**Task prompt:**
Where in the data below does the word "interactive" appear? Copy each line that holds it.

**Data section:**
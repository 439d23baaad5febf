//! One module per subcommand. Handlers translate parsed arguments into
//! core calls and print the results; no snippet logic lives here.

pub mod completions;
pub mod config;
pub mod copy;
pub mod init;
pub mod input;
#[cfg(feature = "interactive")]
pub mod interactive;
pub mod render;
pub mod scopes;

**Reply:**
#[cfg(feature = "interactive")]
pub mod interactive;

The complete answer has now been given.